Docket: IMM-16472-23
Citation: 2025 FC 329
Toronto, Ontario, February 19, 2025
PRESENT: The Honourable Mr. Justice Ahmed
BETWEEN: |
ATHALYN CLAUDIA CADOUGAN |
Applicant |
and |
THE MINISTER OF CITIZENSHIP AND IMMIGRATION |
Respondent |
JUDGMENT AND REASONS
(Delivered orally from the bench on February 19, 2025, and subject to stylistic, editorial, and syntax edits, as well as reference to jurisprudence and legal citations)
[1] The Applicant seeks judicial review of a visa officer’s refusal of her application for a work permit under the Temporary Foreign Worker Program, pursuant to section 183 of the Immigration and Refugee Protection Regulations, SOR/2002-227.
[2] The Applicant is a citizen of St. Vincent and the Grenadines. She arrived in Canada and submitted a refugee claim in 2009, seeking protection from the abusive ex-partner of her niece. Her claim was refused.
[3] Over the next 14 years, the Applicant submitted several applications for permanent residence and one application for a Pre-Removal Risk Assessment. She was repeatedly defrauded by immigration consultants and her applications were refused.
[4] On April 6, 2023, this Court granted judicial review of the Applicant’s last application for permanent residence. Shortly afterward, the Applicant voluntarily complied with a removal order which had been issued against her during the court proceedings, departing Canada on April 11, 2023.

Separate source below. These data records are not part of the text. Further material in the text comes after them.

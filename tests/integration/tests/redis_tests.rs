//! Redis Integration Tests
//!
//! These tests require:
//! - Running Redis instance
//! - Environment variable: REDIS_URL
//!
//! Run with: cargo test -p integration-tests --test redis_tests

use std::time::Duration;

use futures_util::StreamExt;
use integration_tests::{check_test_env, fixtures::*, redis_url, test_config};
use reaper_cache::{Publisher, RedisPool, RedisPoolConfig, SubscriberBuilder};
use reaper_core::DeferredDeletionRequest;
use reaper_worker::relay::LoopExit;
use reaper_worker::server::{connect_subscriber, create_worker_state};
use reaper_worker::shutdown::cancellation;
use serde_json::json;
use wiremock::matchers::{method, path};
use wiremock::{Mock, MockServer, ResponseTemplate};

const RECEIVE_TIMEOUT: Duration = Duration::from_secs(5);

fn publisher() -> Publisher {
    let pool = RedisPool::new(RedisPoolConfig {
        url: redis_url().unwrap_or_default(),
        max_connections: 2,
        ..RedisPoolConfig::default()
    })
    .expect("Failed to create pool");
    Publisher::new(pool)
}

// ============================================================================
// Pub/Sub
// ============================================================================

#[tokio::test]
async fn test_publish_reaches_subscriber() {
    if !check_test_env().await {
        return;
    }

    let channel = format!("reaper-test-{}", unique_suffix());
    let subscriber = SubscriberBuilder::new()
        .redis_url(redis_url().unwrap_or_default())
        .subscribe(&channel)
        .connect()
        .await
        .expect("Failed to subscribe");
    let (handle, mut payloads) = subscriber.into_parts();

    let receivers = publisher()
        .publish(&channel, "hello")
        .await
        .expect("Failed to publish");
    assert_eq!(receivers, 1);

    let received = tokio::time::timeout(RECEIVE_TIMEOUT, payloads.next())
        .await
        .expect("Timed out waiting for payload");
    assert_eq!(received.as_deref(), Some("hello"));

    handle.shutdown().await.unwrap();
    let ended = tokio::time::timeout(RECEIVE_TIMEOUT, payloads.next())
        .await
        .expect("Stream did not end after shutdown");
    assert_eq!(ended, None);
}

#[tokio::test]
async fn test_health_check() {
    if !check_test_env().await {
        return;
    }

    let pool = RedisPool::connect(RedisPoolConfig {
        url: redis_url().unwrap_or_default(),
        max_connections: 1,
        ..RedisPoolConfig::default()
    })
    .await
    .expect("PING failed");
    assert_eq!(pool.status().size, 1);
}

// ============================================================================
// Worker
// ============================================================================

#[tokio::test]
async fn test_worker_relays_bomb_to_timebomb_channel() {
    if !check_test_env().await {
        return;
    }

    let slack = MockServer::start().await;
    Mock::given(method("POST"))
        .and(path("/chat.delete"))
        .respond_with(ResponseTemplate::new(200).set_body_json(json!({"ok": true})))
        .expect(1)
        .mount(&slack)
        .await;

    let suffix = unique_suffix();
    let mut config = test_config(&redis_url().unwrap_or_default(), &slack.uri()).unwrap();
    config.channels.reactions = format!("reaper-test-reactions-{suffix}");
    config.channels.timebomb = format!("reaper-test-timebomb-{suffix}");

    // Listen where deferred deletions land
    let (timebomb_handle, mut timebomb) = SubscriberBuilder::new()
        .redis_url(&config.redis.url)
        .subscribe(&config.channels.timebomb)
        .connect()
        .await
        .expect("Failed to subscribe to timebomb channel")
        .into_parts();

    let state = create_worker_state(config.clone())
        .await
        .expect("Failed to create worker state");
    let (inbound_handle, inbound) = connect_subscriber(&config)
        .await
        .expect("Failed to subscribe to reactions")
        .into_parts();

    let (cancel_tx, cancel_rx) = cancellation();
    let mut dispatch_loop = state.dispatch_loop();
    let worker = tokio::spawn(async move { dispatch_loop.run(inbound, cancel_rx).await });

    let publisher = publisher();
    publisher
        .publish(
            &config.channels.reactions,
            &ReactionPayload::reaction("bomb").to_json(),
        )
        .await
        .unwrap();
    publisher
        .publish(
            &config.channels.reactions,
            &ReactionPayload::reaction("wastebasket").to_json(),
        )
        .await
        .unwrap();

    let payload = tokio::time::timeout(RECEIVE_TIMEOUT, timebomb.next())
        .await
        .expect("Timed out waiting for deferred deletion")
        .expect("Timebomb stream ended");
    let request = DeferredDeletionRequest::from_json(&payload).unwrap();
    assert_eq!(request.channel, CHANNEL);
    assert_eq!(request.ts, TS);
    assert_eq!(request.ttl, 5);

    // Give the wastebasket event time to reach the mock
    tokio::time::sleep(Duration::from_millis(200)).await;
    cancel_tx.send_replace(true);

    let report = worker.await.unwrap();
    assert_eq!(report.exit, LoopExit::Cancelled);
    assert_eq!(report.counters.scheduled, 1);
    assert_eq!(report.counters.deleted, 1);

    inbound_handle.shutdown().await.ok();
    timebomb_handle.shutdown().await.ok();
    slack.verify().await;
}

#[tokio::test]
async fn test_unreachable_redis_fails_startup() {
    let slack = MockServer::start().await;
    let config = test_config("redis://127.0.0.1:1", &slack.uri()).unwrap();

    let err = create_worker_state(config)
        .await
        .expect_err("startup must fail without Redis");
    assert_eq!(err.error_code(), "CACHE_ERROR");
}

[5] In November 2023, the Applicant applied for a work permit under the Temporary Foreign Worker Program.
[6] In December 2023, the Applicant’s work permit application was refused. Based on the Applicant’s immigration history, the officer determined she would not leave Canada at the end of her authorized stay.

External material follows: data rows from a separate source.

//! Event classification
//!
//! Decides, for a decoded event, whether to ignore it, delete the target now,
//! or schedule the target for deferred deletion.

mod classifier;
mod decision;

pub use classifier::{
    Classifier, ITEM_KIND_MESSAGE, REACTION_ADDED, REACTION_DEFERRED_DELETE, REACTION_DELETE_NOW,
};
pub use decision::{IgnoreReason, RoutingDecision};
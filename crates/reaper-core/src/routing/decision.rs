//! Routing decision - the output of classification

use std::fmt;

use crate::entities::MessageRef;

/// Why an event was not acted upon
#[derive(Debug, Clone, Copy, PartialEq, Eq, Hash)]
pub enum IgnoreReason {
    NonReactionEvent,
    NonMessageItem,
    AutomatedOriginator,
    UnsupportedReaction,
}

impl IgnoreReason {
    /// Reason code used in logs
    pub fn as_str(&self) -> &'static str {
        match self {
            Self::NonReactionEvent => "non-reaction event",
            Self::NonMessageItem => "non-message item",
            Self::AutomatedOriginator => "automated originator",
            Self::UnsupportedReaction => "unsupported reaction",
        }
    }
}

impl fmt::Display for IgnoreReason {
    fn fmt(&self, f: &mut fmt::Formatter<'_>) -> fmt::Result {
        f.write_str(self.as_str())
    }
}

/// What to do with a classified event
#[derive(Debug, Clone, PartialEq, Eq)]
pub enum RoutingDecision {
    Ignore(IgnoreReason),
    DeleteNow(MessageRef),
    ScheduleDelete { target: MessageRef, ttl: u64 },
}

impl RoutingDecision {
    /// Check if the decision leads to a side effect
    pub fn is_actionable(&self) -> bool {
        !matches!(self, Self::Ignore(_))
    }
}
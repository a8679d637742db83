//! # reaper-core
//!
//! Domain layer for the reaction reaper: decoded reaction events, the payload decoder,
//! the event classifier, and the capability traits the dispatcher drives.
//! This crate has zero dependencies on infrastructure (Redis, HTTP, etc.).

pub mod decode;
pub mod entities;
pub mod error;
pub mod routing;
pub mod traits;

// Re-export commonly used types at crate root
pub use decode::decode;
pub use entities::{
    AuthorizationRecord, DeferredDeletionRequest, MessageRef, ReactionEvent, TargetItem,
};
pub use error::{DecodeError, DispatchError, PortError};
pub use routing::{
    Classifier, IgnoreReason, RoutingDecision, ITEM_KIND_MESSAGE, REACTION_ADDED,
    REACTION_DEFERRED_DELETE, REACTION_DELETE_NOW,
};
pub use traits::{MessageDeleter, PayloadPublisher, PortResult};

[7] The sole issue in this application for judicial review is whether the refusal decision is reasonable (Canada (Minister of Citizenship and Immigration) v Vavilov, 2019 SCC 65 at para 99 (“
Vavilov”
)). I find it is not.
[8] The officer disregarded the Applicant’s submissions. In her work permit application, the Applicant included submissions for an Authorization to Return to Canada (“ARC”
). These materials addressed labour market shortages, the specialized services required by the Applicant’s employer, and the Applicant’s unique suitability for her position. Unlike in Arias Bravo v Canada (Citizenship and Immigration), 2010 FC 411, “the ARC submissions were,”
in this case, “directly relevant to [the officer’s] task in assessing the work permit application”
(at para 16). Although the officer referenced the ARC in dismissing the Applicant’s application, they did not engage with the Applicant’s ARC submissions. I agree with the Applicant that the reasons do not contain an “internally coherent and rational chain of analysis”
leading from the ARC to the refusal (Vavilov at para 85).
[9] Moreover, the officer’s determination that the Applicant would overstay is not justified in light of the record (Vavilov at para 126). The officer’s conclusion was based on the fact that “the [A]pplicant, during the [14 years] she remained in [Canada]…exhausted many [immigration] pathways.”
However, like the applicant in Murai v Canada (Minister of Citizenship and Immigration), 2006 FC 186 (“
Murai”
), the Applicant in this case also “left as required by law once she had exhausted all her legal options,”
“did not go underground or try to stay in Canada by illegal means,”
“obeyed her removal notice, appeared at the airport voluntarily, and departed”
in April 2023 (at para 12). Although the Applicant once failed to appear for removal in October 2017, she acknowledged and addressed this issue in her submissions, stating she did so due to “immense fear.”
These factors are not addressed in the officer’s reasons. Given the clear evidence on the record that the Applicant had voluntarily complied with a removal order in the past, I find that the officer’s assessment on this issue is unintelligible and not justified (Vavilov at paras 85, 126).
[10] I also find the officer erred with respect to dual intent. Pursuant to subsection 22(2) of the Immigration and Refugee Protection Act, SC 2001, c 27, it is a reviewable error to conflate an intention to seek permanent status with an intention to overstay (Murai at para 11; Mundangepfupfu v Canada (Citizenship and Immigration), 2022 FC 1220 at para 13). The officer in this proceeding fell into this precise error.
[11] For these reasons, I find the officer’s decision unreasonable. This application for judicial review is granted.